Growing up in Hong Kong, I watched my older cousins decorating and partying with friends at Christmas, and I couldn't wait to be old enough to join the fun.
But I did not pay attention to the true meaning of Christmas until December 1988 when two friends invited me to their church. At that time, even after achieving my American Dream, I often felt lonely and asked myself, "Is this what life is all about?"
Years later, living and working in the Silicon Valley, I learned that ...
"For unto us a Child is born, Unto us a Son is given; ... And His name will be called Wonderful, Counselor, Mighty God, Everlasting Father, Prince of Peace" (Isaiah 9:6).
I hope this feature article Life Goes Better With Friends and my real life story What A Friend We Have In Jesus will help you find the true meaning of Christmas and reassurance of your real belonging.

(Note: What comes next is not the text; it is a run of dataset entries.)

use std::fmt::Display;
use std::hash::Hash;

/// Trait for entities that can be uniquely identified
pub trait Identifiable: Send + Sync + 'static {
    /// The identifier type, integer for store-assigned ids and `Uuid` for generated ones
    type Id: Copy + Eq + Hash + Display + Send + Sync + 'static;

    /// Returns the unique identifier of the entity
    fn get_id(&self) -> Self::Id;
}
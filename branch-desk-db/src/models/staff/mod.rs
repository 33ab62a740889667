pub mod admin;
pub mod branch;
pub mod manager;

pub use admin::*;
pub use branch::*;
pub use manager::*;
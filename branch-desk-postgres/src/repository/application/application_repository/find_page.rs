use async_trait::async_trait;
use branch_desk_api::ApplicationStatus;
use branch_desk_db::models::application::{ApplicationCriteria, ApplicationModel, BranchCount, StatusCounts};
use branch_desk_db::repository::application_repository::ApplicationRepository;
use branch_desk_db::repository::pagination::{Page, PageRequest};
use sqlx::Row;
use std::error::Error;

use super::notes::attach_notes;
use super::repo_impl::ApplicationRepositoryImpl;
use crate::repository::application::query_builder;
use crate::utils::{to_usize, TryFromRow};

impl ApplicationRepositoryImpl {
    pub(super) async fn find_page_impl(
        repo: &ApplicationRepositoryImpl,
        criteria: &ApplicationCriteria,
        page: PageRequest,
    ) -> Result<Page<ApplicationModel>, Box<dyn Error + Send + Sync>> {
        let mut select = query_builder::select_page(criteria, page)?;
        let mut count = query_builder::count_all(criteria);

        let mut tx = repo.executor.tx.lock().await;
        let transaction = tx.as_mut().ok_or("Transaction has been consumed")?;

        let total: i64 = count.build().fetch_one(&mut **transaction).await?.try_get("count")?;
        let rows = select.build().fetch_all(&mut **transaction).await?;

        let mut items = Vec::with_capacity(rows.len());
        for row in rows {
            items.push(ApplicationModel::try_from_row(&row)?);
        }
        attach_notes(&mut **transaction, &mut items).await?;

        Ok(Page::new(items, to_usize(total)?, page.limit, page.offset))
    }

    pub(super) async fn count_by_status_impl(
        repo: &ApplicationRepositoryImpl,
        criteria: &ApplicationCriteria,
    ) -> Result<StatusCounts, Box<dyn Error + Send + Sync>> {
        let mut query = query_builder::count_by_status(criteria);
        let rows = {
            let mut tx = repo.executor.tx.lock().await;
            let transaction = tx.as_mut().ok_or("Transaction has been consumed")?;
            query.build().fetch_all(&mut **transaction).await?
        };

        let mut counts = StatusCounts::default();
        for row in rows {
            let status: ApplicationStatus = row.try_get("status")?;
            counts.record(status, row.try_get("count")?);
        }
        Ok(counts)
    }

    pub(super) async fn count_by_branch_impl(
        repo: &ApplicationRepositoryImpl,
        criteria: &ApplicationCriteria,
    ) -> Result<Vec<BranchCount>, Box<dyn Error + Send + Sync>> {
        let mut query = query_builder::count_by_branch(criteria);
        let rows = {
            let mut tx = repo.executor.tx.lock().await;
            let transaction = tx.as_mut().ok_or("Transaction has been consumed")?;
            query.build().fetch_all(&mut **transaction).await?
        };

        let mut counts = Vec::with_capacity(rows.len());
        for row in rows {
            counts.push(BranchCount {
                branch_id: row.try_get("branch_id")?,
                count: row.try_get("count")?,
            });
        }
        Ok(counts)
    }
}

#[async_trait]
impl ApplicationRepository for ApplicationRepositoryImpl {
    async fn find_page(
        &self,
        criteria: &ApplicationCriteria,
        page: PageRequest,
    ) -> Result<Page<ApplicationModel>, Box<dyn Error + Send + Sync>> {
        Self::find_page_impl(self, criteria, page).await
    }

    async fn count_by_status(&self, criteria: &ApplicationCriteria) -> Result<StatusCounts, Box<dyn Error + Send + Sync>> {
        Self::count_by_status_impl(self, criteria).await
    }

    async fn count_by_branch(
        &self,
        criteria: &ApplicationCriteria,
    ) -> Result<Vec<BranchCount>, Box<dyn Error + Send + Sync>> {
        Self::count_by_branch_impl(self, criteria).await
    }
}
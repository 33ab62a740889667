use async_trait::async_trait;

use crate::models::identifiable::Identifiable;

/// Generic repository trait for creating multiple entities in a batch
///
/// All creates run inside the caller's unit of work.
/// Returns saved items with store-generated fields (ids, timestamps) populated.
///
/// # Example
/// ```ignore
/// impl CreateBatch<BranchModel> for BranchRepositoryImpl {
///     async fn create_batch(&self, items: Vec<BranchModel>) -> Result<Vec<BranchModel>, Box<dyn Error + Send + Sync>> {
///         // Implementation
///     }
/// }
/// ```
#[async_trait]
pub trait CreateBatch<T: Identifiable>: Send + Sync {
    /// Save multiple items
    ///
    /// # Returns
    /// * `Ok(Vec<T>)` - The created entities with generated fields populated, in input order
    /// * `Err` - An error if the statement could not be executed
    async fn create_batch(&self, items: Vec<T>) -> Result<Vec<T>, Box<dyn std::error::Error + Send + Sync>>;
}
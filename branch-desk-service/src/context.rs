use branch_desk_api::{ApiError, ApiResult};
use branch_desk_db::repository::{UnitOfWork, UnitOfWorkSession};
use std::sync::Arc;
use std::time::Duration;

use crate::cache::{self, CacheStore};
use crate::password::PasswordCipher;
use crate::session::SessionStore;

pub type BoxError = Box<dyn std::error::Error + Send + Sync>;

/// Collaborators shared by every service
#[derive(Clone)]
pub struct ServiceContext {
    pub unit_of_work: Arc<dyn UnitOfWork>,
    pub sessions: Arc<dyn SessionStore>,
    pub passwords: Arc<dyn PasswordCipher>,
    pub cache: Arc<dyn CacheStore>,
    pub cache_ttl: Duration,
}

/// Logs a storage failure and hides its details from the caller
pub(crate) fn storage_error(operation: &'static str) -> impl FnOnce(BoxError) -> ApiError {
    move |e| {
        tracing::error!(operation, error = %e, "Storage operation failed");
        ApiError::InternalError(format!("Failed to {operation}"))
    }
}

impl ServiceContext {
    pub async fn begin(&self) -> ApiResult<Box<dyn UnitOfWorkSession>> {
        self.unit_of_work
            .begin()
            .await
            .map_err(storage_error("open a unit of work"))
    }

    /// Commits on success and rolls back on failure.
    ///
    /// A failed commit is reported as `InternalError`; the cause is only logged.
    pub async fn commit_or_discard<T>(
        &self,
        session: Box<dyn UnitOfWorkSession>,
        result: ApiResult<T>,
    ) -> ApiResult<T> {
        match result {
            Ok(value) => {
                if let Err(e) = session.commit().await {
                    tracing::error!(error = %e, "Commit failed, changes discarded");
                    if let Err(e) = session.rollback().await {
                        tracing::debug!(error = %e, "Rollback after failed commit");
                    }
                    return Err(ApiError::InternalError("Failed to save changes".to_string()));
                }
                Ok(value)
            }
            Err(err) => {
                self.release(session).await;
                Err(err)
            }
        }
    }

    /// Ends a unit of work without writing anything
    pub async fn release(&self, session: Box<dyn UnitOfWorkSession>) {
        if let Err(e) = session.rollback().await {
            tracing::warn!(error = %e, "Rollback failed");
        }
    }

    pub async fn invalidate_application(&self, id: i64) {
        self.cache.invalidate(&cache::application_key(id)).await;
    }
}
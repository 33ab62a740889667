use branch_desk_db::models::application::{ApplicationModel, NoteModel, NoteSequence};
use sqlx::{postgres::PgRow, Row};
use std::error::Error;

use postgres_unit_of_work::Executor;
use crate::utils::{get_heapless_string, TryFromRow};

pub struct ApplicationRepositoryImpl {
    pub(crate) executor: Executor,
}

impl ApplicationRepositoryImpl {
    pub fn new(executor: Executor) -> Self {
        Self { executor }
    }
}

/// Notes are attached separately, see `notes.rs`
impl TryFromRow<PgRow> for ApplicationModel {
    fn try_from_row(row: &PgRow) -> Result<Self, Box<dyn Error + Send + Sync>> {
        Ok(ApplicationModel {
            id: row.try_get("id")?,
            client_name: row.try_get("client_name")?,
            phone_number: get_heapless_string(row, "phone_number")?,
            product: row.try_get("product")?,
            status: row.try_get("status")?,
            branch_id: row.try_get("branch_id")?,
            notes: NoteSequence::new(),
            is_deleted: row.try_get("is_deleted")?,
            deleted_at: row.try_get("deleted_at")?,
            deleted_by: row.try_get("deleted_by")?,
            created_at: row.try_get("created_at")?,
        })
    }
}

impl TryFromRow<PgRow> for NoteModel {
    fn try_from_row(row: &PgRow) -> Result<Self, Box<dyn Error + Send + Sync>> {
        Ok(NoteModel {
            id: row.try_get("id")?,
            text: row.try_get("text")?,
            created_at: row.try_get("created_at")?,
            created_by: row.try_get("created_by")?,
            is_updated: row.try_get("is_updated")?,
            updated_by: row.try_get("updated_by")?,
        })
    }
}
pub mod admin_repository;
pub mod branch_repository;
pub mod factory;
pub mod manager_repository;

pub use factory::{StaffRepoFactory, StaffRepositories};
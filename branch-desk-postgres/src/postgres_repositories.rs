use async_trait::async_trait;
use branch_desk_db::repository::{
    AdminRepository, ApplicationRepository, AuditEntryRepository, BranchRepository, ManagerRepository,
    UnitOfWork, UnitOfWorkSession,
};
use sqlx::{PgPool, Postgres, Transaction};
use std::error::Error;
use std::sync::Arc;

use postgres_unit_of_work::Executor;
use crate::repository::application::{ApplicationRepoFactory, ApplicationRepositories};
use crate::repository::staff::{StaffRepoFactory, StaffRepositories};

/// PostgreSQL unit of work: every `begin` opens one transaction shared by all repositories
pub struct PostgresRepositories {
    pool: Arc<PgPool>,
    application_factory: Arc<ApplicationRepoFactory>,
    staff_factory: Arc<StaffRepoFactory>,
}

impl PostgresRepositories {
    pub fn new(pool: Arc<PgPool>) -> Self {
        Self {
            pool,
            application_factory: ApplicationRepoFactory::new(),
            staff_factory: StaffRepoFactory::new(),
        }
    }

    pub fn pool(&self) -> &PgPool {
        &self.pool
    }

    /// Create all repositories sharing a single transaction
    pub async fn create_session(&self) -> Result<PostgresSession, Box<dyn Error + Send + Sync>> {
        let tx = self.pool.begin().await?;
        let executor = Executor::new(tx);
        Ok(PostgresSession {
            application_repos: self.application_factory.build_all_repos(&executor),
            staff_repos: self.staff_factory.build_all_repos(&executor),
            executor,
        })
    }
}

#[async_trait]
impl UnitOfWork for PostgresRepositories {
    async fn begin(&self) -> Result<Box<dyn UnitOfWorkSession>, Box<dyn Error + Send + Sync>> {
        Ok(Box::new(self.create_session().await?))
    }
}

pub struct PostgresSession {
    executor: Executor,
    application_repos: ApplicationRepositories,
    staff_repos: StaffRepositories,
}

impl PostgresSession {
    pub fn executor(&self) -> &Executor {
        &self.executor
    }

    pub fn application_repos(&self) -> &ApplicationRepositories {
        &self.application_repos
    }

    pub fn staff_repos(&self) -> &StaffRepositories {
        &self.staff_repos
    }

    /// Empties the shared slot; every repository of this session fails afterwards
    async fn take_transaction(&self) -> Result<Transaction<'static, Postgres>, Box<dyn Error + Send + Sync>> {
        let mut tx = self.executor.tx.lock().await;
        Ok(tx.take().ok_or("Transaction has been consumed")?)
    }
}

#[async_trait]
impl UnitOfWorkSession for PostgresSession {
    fn applications(&self) -> Arc<dyn ApplicationRepository> {
        self.application_repos.application_repository.clone()
    }

    fn audit_entries(&self) -> Arc<dyn AuditEntryRepository> {
        self.application_repos.audit_entry_repository.clone()
    }

    fn managers(&self) -> Arc<dyn ManagerRepository> {
        self.staff_repos.manager_repository.clone()
    }

    fn admins(&self) -> Arc<dyn AdminRepository> {
        self.staff_repos.admin_repository.clone()
    }

    fn branches(&self) -> Arc<dyn BranchRepository> {
        self.staff_repos.branch_repository.clone()
    }

    async fn commit(&self) -> Result<(), Box<dyn Error + Send + Sync>> {
        self.take_transaction().await?.commit().await?;
        Ok(())
    }

    async fn rollback(&self) -> Result<(), Box<dyn Error + Send + Sync>> {
        self.take_transaction().await?.rollback().await?;
        Ok(())
    }
}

Everyone knows that friends make life better, but there is a growing body of evidence that shows people who have good friendships and strong social circles live longer—as well as happier—lives.

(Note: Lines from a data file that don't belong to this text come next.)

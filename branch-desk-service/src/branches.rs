use branch_desk_api::{ActorIdentity, ApiError, ApiResult, ADMIN_ONLY};
use branch_desk_db::models::{BranchModel, BRANCH_NAME_MAX_CHARS};
use branch_desk_db::repository::{CreateBatch, UniqueViolation, UnitOfWorkSession};
use branch_desk_db::utils::bounded;
use chrono::Utc;

use crate::access_guard::authorize;
use crate::context::{storage_error, ServiceContext};

fn duplicate_name(name: &str) -> ApiError {
    ApiError::validation("name", format!("Branch '{name}' already exists"))
}

#[derive(Clone)]
pub struct BranchService {
    ctx: ServiceContext,
}

impl BranchService {
    pub fn new(ctx: ServiceContext) -> Self {
        Self { ctx }
    }

    pub async fn register_branch(&self, actor: Option<&ActorIdentity>, name: &str) -> ApiResult<BranchModel> {
        authorize(actor, ADMIN_ONLY)?;
        self.create_branch(name).await
    }

    /// Unguarded creation for operator tooling
    pub async fn create_branch(&self, name: &str) -> ApiResult<BranchModel> {
        let name = name.trim();
        if name.is_empty() {
            return Err(ApiError::validation("name", "Branch name is required"));
        }
        let branch = BranchModel {
            id: 0,
            name: bounded("name", name, BRANCH_NAME_MAX_CHARS)?,
            created_at: Utc::now(),
        };

        let session = self.ctx.begin().await?;
        let result = Self::create_in(&*session, branch).await;
        let created = self.ctx.commit_or_discard(session, result).await?;
        tracing::info!(branch_id = created.id, name = %created.name, "Branch registered");
        Ok(created)
    }

    async fn create_in(session: &dyn UnitOfWorkSession, branch: BranchModel) -> ApiResult<BranchModel> {
        let existing = session
            .branches()
            .find_by_name(&branch.name)
            .await
            .map_err(storage_error("check branch name"))?;
        if existing.is_some() {
            return Err(duplicate_name(&branch.name));
        }

        let name = branch.name.clone();
        let mut created = session.branches().create_batch(vec![branch]).await.map_err(|e| {
            if UniqueViolation::is(&*e) {
                duplicate_name(&name)
            } else {
                storage_error("create branch")(e)
            }
        })?;
        created
            .pop()
            .ok_or_else(|| ApiError::InternalError("Failed to create branch".to_string()))
    }

    /// Open to any authenticated actor
    pub async fn list_branches(&self, actor: Option<&ActorIdentity>) -> ApiResult<Vec<BranchModel>> {
        authorize(actor, &[])?;
        let session = self.ctx.begin().await?;
        let result = session.branches().find_all().await.map_err(storage_error("list branches"));
        self.ctx.release(session).await;
        result
    }
}

#[cfg(test)]
mod tests {
    use super::*;
    use crate::test_helper::{manager_actor, TestEnv};

    #[tokio::test]
    async fn test_register_and_list() {
        let env = TestEnv::new();
        let north = env.branches().register_branch(Some(&env.admin()), "  North ").await.unwrap();
        assert_eq!(north.name.as_str(), "North");

        let names: Vec<String> = env
            .branches()
            .list_branches(Some(&manager_actor(1)))
            .await
            .unwrap()
            .iter()
            .map(|b| b.name.to_string())
            .collect();
        assert_eq!(names, vec!["Central".to_string(), "North".to_string()]);

        assert_eq!(env.branches().list_branches(None).await, Err(ApiError::Unauthenticated));
    }

    #[tokio::test]
    async fn test_duplicate_and_blank_names_are_rejected() {
        let env = TestEnv::new();
        let err = env.branches().register_branch(Some(&env.admin()), "Central").await.unwrap_err();
        assert!(matches!(err, ApiError::ValidationError { ref field, .. } if field == "name"));

        let err = env.branches().register_branch(Some(&env.admin()), " ").await.unwrap_err();
        assert!(matches!(err, ApiError::ValidationError { ref field, .. } if field == "name"));

        let err = env.branches().register_branch(Some(&manager_actor(1)), "South").await.unwrap_err();
        assert!(matches!(err, ApiError::Forbidden { .. }));
    }

    #[tokio::test]
    async fn test_concurrent_registration_of_same_name_is_a_validation_error() {
        let env = TestEnv::new();
        let south = || BranchModel {
            id: 0,
            name: bounded("name", "South", BRANCH_NAME_MAX_CHARS).unwrap(),
            created_at: Utc::now(),
        };
        let first = env.ctx().begin().await.unwrap();
        let second = env.ctx().begin().await.unwrap();

        BranchService::create_in(&*first, south()).await.unwrap();
        first.commit().await.unwrap();

        let err = BranchService::create_in(&*second, south()).await.unwrap_err();
        assert_eq!(err, ApiError::validation("name", "Branch 'South' already exists"));
        second.rollback().await.unwrap();
    }

    #[tokio::test]
    async fn test_register_branch_accepts_non_ascii_name() {
        let env = TestEnv::new();
        let name = "Филиал Центральный Новосибирск ".repeat(3);
        let branch = env.branches().register_branch(Some(&env.admin()), &name).await.unwrap();
        assert_eq!(branch.name.as_str(), name.trim());
    }
}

In study after study, researchers have found that those who have friends are less likely to become disabled and, if they do suffer a period of disability, more likely to recover. Further, people with fewer friendships are more likely to have a heart attack and to die as a result, while people with more social contacts are less likely to suffer cognitive decline.
The message from all this research: If friends are gifts we give ourselves, it's good to be generous.
Why are friends so good for us?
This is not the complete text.